体躯はイャンクックと同じほどの大型にしてはやや小さい。鳥のような尖った嘴と細いながらも引き締まった強靭そうな両足を携えて、二頭のモンスターは何かを争うかのように互いを威嚇し合いながら正面に向かって走ってきていた。
身構えいた第6チームはすぐに脇にそれて二頭の巻き添えにならずに済んだ。しかし、周りの視界が変わったことに気づいて一時取っ組み合いをやめると、その視線は次に4人のハンターたちに向けられた。翼を広げ、前足を蹴り付けるかのように振り上げて威嚇をする。甲高い方向は鳥竜種に見られる特徴のひとつだ。
「鳥竜種のヒプノックだ!眠鳥の名の通り睡眠毒の液を吐きかけてくる。にしてはこいつら、笛を吹くほど強そうには見えないんだが……」
「ここはアクラ地方ですのよ、油断はなさらない方がいいと思います」
「それもそうだな……ようし、いっちょやろうぜ!」
ファティマは背中の留め具を外して棺桶から飛び出た異形の腕を柄にして構えた。
「主よ……どうかわたし達に勝利のお導きを……行く手を阻むものには死の制裁を……」
修道服の胸ポケットからロザリオを取り出すと何か独り言をブツブツとつぶやきだすファティマ。第6チームの普段の狩りの光景なのだ。そしてその後ろでアイリーンがため息をつくまでがお決まりのパターンだ。

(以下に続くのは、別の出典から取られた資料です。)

//! Integration tests for the persisted catalog

use rust_decimal_macros::dec;
use std::fs;
use teach_pricing::core::models::{CatalogIssue, LineKind, Tier};
use teach_pricing::{load_catalog, price_quote, save_catalog, Catalog, CatalogError, Selection};
use tempfile::TempDir;

#[test]
fn test_missing_file_falls_back_to_builtin() {
    let temp_dir = TempDir::new().expect("Failed to create temp dir");
    let path = temp_dir.path().join("catalog.json");

    let catalog = Catalog::load_or_builtin(&path).expect("Failed to load catalog");
    assert_eq!(catalog, Catalog::builtin());
    assert!(!path.exists(), "Loading must not create the file");
}

#[test]
fn test_edit_save_and_reload() {
    let temp_dir = TempDir::new().expect("Failed to create temp dir");
    let path = temp_dir.path().join("nested").join("catalog.json");

    let mut catalog = Catalog::builtin();
    let course = catalog
        .courses
        .iter_mut()
        .find(|c| c.id == "async-digital")
        .expect("course");
    course.tiers[0].unit_price = dec!(149.90);
    save_catalog(&catalog, &path).expect("Failed to save catalog");

    let loaded = Catalog::load_or_builtin(&path).expect("Failed to reload catalog");
    assert_eq!(loaded, catalog);

    let quote =
        price_quote(&loaded, "async-digital", &Selection::with_quantity(10)).expect("quote");
    assert_eq!(quote.final_total(), dec!(1499));
}

#[test]
fn test_saved_catalog_uses_camel_case_keys() {
    let temp_dir = TempDir::new().expect("Failed to create temp dir");
    let path = temp_dir.path().join("catalog.json");
    save_catalog(&Catalog::builtin(), &path).expect("Failed to save catalog");

    let content = fs::read_to_string(&path).expect("Failed to read catalog");
    assert!(content.contains("\"minQuantity\""));
    assert!(content.contains("\"pricingLines\""));
    assert!(content.contains("\"extraFeatures\""));
    assert!(content.contains("\"kind\": \"per_unit\""));
}

#[test]
fn test_reset_restores_builtin() {
    let temp_dir = TempDir::new().expect("Failed to create temp dir");
    let path = temp_dir.path().join("catalog.json");

    let mut catalog = Catalog::builtin();
    catalog.phases.clear();
    save_catalog(&catalog, &path).expect("Failed to save catalog");
    assert!(Catalog::load_or_builtin(&path)
        .expect("Failed to load")
        .phases
        .is_empty());

    Catalog::reset_persisted(&path).expect("Failed to reset");
    assert!(!path.exists());
    assert_eq!(
        Catalog::load_or_builtin(&path).expect("Failed to load"),
        Catalog::builtin()
    );

    // Resetting twice is fine
    Catalog::reset_persisted(&path).expect("Failed to reset again");
}

#[test]
fn test_invalid_json_is_a_parse_error() {
    let temp_dir = TempDir::new().expect("Failed to create temp dir");
    let path = temp_dir.path().join("catalog.json");
    fs::write(&path, "{ \"courses\": [ { \"id\": 3 } ] }").expect("Failed to write");

    let err = load_catalog(&path).expect_err("should not parse");
    assert!(matches!(err, CatalogError::Parse { .. }));
    assert!(err.to_string().contains("catalog.json"));
}

#[test]
fn test_missing_file_is_an_io_error() {
    let temp_dir = TempDir::new().expect("Failed to create temp dir");
    let err = load_catalog(&temp_dir.path().join("absent.json")).expect_err("should fail");
    assert!(matches!(err, CatalogError::Io { .. }));
}

#[test]
fn test_shape_problems_load_but_are_reported() {
    let temp_dir = TempDir::new().expect("Failed to create temp dir");
    let path = temp_dir.path().join("catalog.json");

    let mut catalog = Catalog::builtin();
    let course = catalog
        .courses
        .iter_mut()
        .find(|c| c.id == "group-online")
        .expect("course");
    course.tiers = vec![
        Tier::bounded(1, 200, dec!(200)),
        Tier::unbounded(250, dec!(179)),
    ];
    let phase = catalog
        .phases
        .iter_mut()
        .find(|p| p.id == "fase1")
        .expect("phase");
    for line in &mut phase.pricing_lines {
        if let LineKind::Tiered { tiers } = &mut line.kind {
            tiers.clear();
        }
    }
    save_catalog(&catalog, &path).expect("Failed to save catalog");

    let loaded = load_catalog(&path).expect("Shape problems must not stop loading");
    let issues = loaded.validate();
    assert!(issues.contains(&CatalogIssue::NonContiguousTiers {
        owner: "course group-online".to_string(),
        index: 1,
    }));
    assert!(issues.contains(&CatalogIssue::EmptyTiers {
        owner: "phase fase1 line sistema-aprendizagem".to_string(),
    }));
    assert_eq!(issues.len(), 2);
}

「その趣味の悪いお祈り、省略とかできないの? シスターさん?」
「あらあら、いけませんねえ。異教だからと偏見を持つのは己の見聞を狭くするもったいない行為だとあれほど……」
口論を続けている所へうち一頭のヒプノックが嘴でファティマをつまもうと身を乗り出してきた。
「あらあら……ふふふ、がっついちゃって可愛い……」
涼しい顔をしたままファティマが両腕に持った黒い棺桶を振り回すと、ヒプノックの嘴は横にはじき飛ばされた。棺桶が頭部を強打する瞬間にヒプノックのものとは違う別のモンスターの叫び声があたりに響いた。まるで棺桶が生きているかのような断末魔をあげたかのように。不気味な音色はあたりにいた人間の耳に焼き付くように離れない。
「ったく、相変わらず趣味の悪いシスターさんだぜ」
「うふふ、私のお気に入りの棺桶の味はどうですか?」
目を細めて笑うファティマをよそに、アイリーンがローブの下からサーベルを取り出した。王立書士隊の基本装備のひとつだが、使うものはほとんどいない。なぜならほとんどの人間がまともに剣術など習ったことがないからだ。

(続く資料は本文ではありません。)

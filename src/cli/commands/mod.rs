//! CLI command handlers for `TeachPricing`.
//!
//! Each command is implemented in its own submodule.

pub mod catalog;
pub mod config;
pub mod proposal;
pub mod quote;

「戦いはあんまり好きじゃないけど……2対1で応戦しよう」
かくして、もう一つの戦いが始まった。
三章半ばにしてようやくプロローグ回収だったりする。
新キャラ新チーム始動します。久しぶりの戦闘パートなんだけどちょっと不安……4人同時の戦いを書くのは意外と初めてだったりする。